Prompt: Whenever a line below holds the word "Duration", copy that line.

##### Entries shown #####

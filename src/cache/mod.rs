//! Prompt cache for static prompt material
//!
//! Static system and persona text is usually identical across consecutive
//! calls. The [`PromptCache`] remembers it under caller-chosen keys so that a
//! repeat call can skip re-formatting it and report the avoided cost.
//!
//! ## Semantics
//!
//! 1. **Keyed, not content-addressed**: the caller picks keys; re-registering a
//!    key with new content replaces the entry and resets its age
//! 2. **TTL expiry**: entries expire `ttl` after registration; expired entries
//!    are a miss and are removed lazily on lookup or by [`PromptCache::cleanup_expired`]
//! 3. **Savings accounting**: every hit adds the entry's estimated tokens to
//!    `tokens_saved`
//! 4. **Single lock**: one mutex guards entries and counters; token estimation
//!    happens before the lock is taken

mod store;
mod tracker;

pub use store::{CacheEntry, PromptCache};
pub use tracker::{CacheMetrics, CacheStats};

use serde::{Deserialize, Serialize};
use std::time::Duration;
use thiserror::Error;

/// Default entry lifetime (1 hour)
pub const DEFAULT_TTL: Duration = Duration::from_secs(3600);

/// Default capacity
pub const DEFAULT_MAX_ENTRIES: usize = 1000;

#[derive(Error, Debug, PartialEq, Eq)]
pub enum CacheError {
    #[error("Cache key must not be empty")]
    EmptyKey,

    #[error("TTL of {0:?} overflows the clock")]
    TtlOverflow(Duration),

    #[error("Cache capacity must be at least 1")]
    ZeroCapacity,
}

/// Configuration for the prompt cache
#[derive(Debug, Clone, Serialize, Deserialize)]
pub struct CacheConfig {
    /// Lifetime of a registered entry
    pub ttl: Duration,
    /// Maximum live entries before eviction
    pub max_entries: usize,
}

impl Default for CacheConfig {
    fn default() -> Self {
        Self {
            ttl: DEFAULT_TTL,
            max_entries: DEFAULT_MAX_ENTRIES,
        }
    }
}
//! Recency-biased conversation trimming

use super::{CONSOLIDATION_PREFIX, DEFAULT_CONSOLIDATION_THRESHOLD};
use crate::api::{Message, Role};
use crate::tokens::{TokenCounter, TokenEstimator};
use std::sync::Arc;
use tracing::debug;

/// Outcome of a conversation trim
#[derive(Debug, Clone, PartialEq, Eq)]
pub struct ConversationTrim {
    pub messages: Vec<Message>,
    /// Non-system messages that did not survive
    pub omitted: usize,
    /// Whether the omitted run was replaced by a marker message
    pub consolidated: bool,
}

/// Whether `message` is a marker produced by consolidation
pub fn is_consolidation_marker(message: &Message) -> bool {
    message.role == Role::System && message.content.starts_with(CONSOLIDATION_PREFIX)
}

fn consolidation_marker(omitted: usize) -> Message {
    Message::system(format!(
        "{} {} earlier messages omitted",
        CONSOLIDATION_PREFIX, omitted
    ))
}

/// Fits a message sequence into a token allowance, keeping the newest turns
pub struct ConversationTrimmer {
    counter: Arc<dyn TokenCounter>,
    consolidation_threshold: usize,
}

impl ConversationTrimmer {
    pub fn new(counter: Arc<dyn TokenCounter>, consolidation_threshold: usize) -> Self {
        Self {
            counter,
            consolidation_threshold,
        }
    }

    pub fn trim(&self, messages: &[Message], max_tokens: usize, keep_system: bool) -> Vec<Message> {
        self.trim_detailed(messages, max_tokens, keep_system).messages
    }

    /// Trim and report what was dropped.
    ///
    /// System messages (when kept) are always retained in original order and
    /// placed first, even if they alone exceed `max_tokens`. Remaining turns
    /// are taken newest-first until the next older one would not fit.
    pub fn trim_detailed(
        &self,
        messages: &[Message],
        max_tokens: usize,
        keep_system: bool,
    ) -> ConversationTrim {
        let (system, others): (Vec<&Message>, Vec<&Message>) = if keep_system {
            messages.iter().partition(|m| m.is_system())
        } else {
            (Vec::new(), messages.iter().collect())
        };

        let system_cost: usize = system.iter().map(|m| self.counter.count_message(m)).sum();
        if system_cost > max_tokens {
            debug!(system_cost, max_tokens, "System messages exceed conversation allowance");
        }
        let remaining = max_tokens.saturating_sub(system_cost);

        let costs: Vec<usize> = others.iter().map(|m| self.counter.count_message(m)).collect();
        let mut used = 0;
        let mut start = others.len();
        for (i, cost) in costs.iter().enumerate().rev() {
            if used + cost > remaining {
                break;
            }
            used += cost;
            start = i;
        }

        // The marker has to fit too; give up the oldest survivors for it,
        // but never the newest one. Without room, the marker is skipped.
        let mut marker = None;
        if start > self.consolidation_threshold {
            let (mut trial_start, mut trial_used) = (start, used);
            loop {
                let candidate = consolidation_marker(trial_start);
                if trial_used + self.counter.count_message(&candidate) <= remaining {
                    start = trial_start;
                    marker = Some(candidate);
                    break;
                }
                if others.len() - trial_start <= 1 {
                    break;
                }
                trial_used -= costs[trial_start];
                trial_start += 1;
            }
        }

        let omitted = start;
        let consolidated = marker.is_some();
        if omitted > 0 {
            debug!(omitted, consolidated, kept = others.len() - start, "Trimmed conversation");
        }

        let mut trimmed = Vec::with_capacity(system.len() + 1 + others.len() - start);
        trimmed.extend(system.into_iter().cloned());
        trimmed.extend(marker);
        trimmed.extend(others[start..].iter().map(|m| (*m).clone()));

        ConversationTrim {
            messages: trimmed,
            omitted,
            consolidated,
        }
    }
}

impl Default for ConversationTrimmer {
    fn default() -> Self {
        Self::new(
            Arc::new(TokenEstimator::default()),
            DEFAULT_CONSOLIDATION_THRESHOLD,
        )
    }
}
//! The AMQP 1.0 type system: type metadata, typed values, conversions
//! between native and typed values, and composite types.

pub mod constants;
mod composite;
mod definitions;
mod descriptor;
mod descriptor_registry;
mod map;
pub mod ops;
mod type_registry;
mod typed;
mod unwrap;
mod value;
mod wrap;

pub use composite::{define_composite, Composite, CompositeDefinition, FieldDefinition, FieldType};
pub use constants::{TypeCode, DESCRIBED};
pub use definitions::{error_definition, AmqpError, ERROR_CODE};
pub use descriptor::Descriptor;
pub use descriptor_registry::{DescriptorRegistry, DescriptorRegistryBuilder};
pub use map::Map;
pub use ops::ByteOps;
pub use type_registry::{lookup_by_code, lookup_by_name, Category, Encoding, TypeDescriptor};
pub use typed::{ArrayConstructor, Primitive, Typed};
pub use unwrap::{mapify, unwrap};
pub use value::Value;
pub use wrap::*;
use amqp_engine_protocol::error::{DecodeError, EncodeError};
use thiserror::Error;

#[derive(Error, Debug)]
pub enum EngineError {
    #[error(transparent)]
    Io(#[from] std::io::Error),
    #[error("Protocol error: {0}")]
    Protocol(#[from] ProtocolError),
}

#[derive(Error, Debug)]
pub enum ProtocolError {
    #[error("Encode error: {0}")]
    Encode(#[from] EncodeError),
    #[error("Decode error: {0}")]
    Decode(#[from] DecodeError),
}

impl From<EncodeError> for EngineError {
    fn from(err: EncodeError) -> Self {
        EngineError::Protocol(ProtocolError::Encode(err))
    }
}

impl From<DecodeError> for EngineError {
    fn from(err: DecodeError) -> Self {
        EngineError::Protocol(ProtocolError::Decode(err))
    }
}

#####

Task result:
use std::time::Duration;
pub const DEFAULT_TTL: Duration = Duration::from_secs(3600);
    TtlOverflow(Duration),
    pub ttl: Duration,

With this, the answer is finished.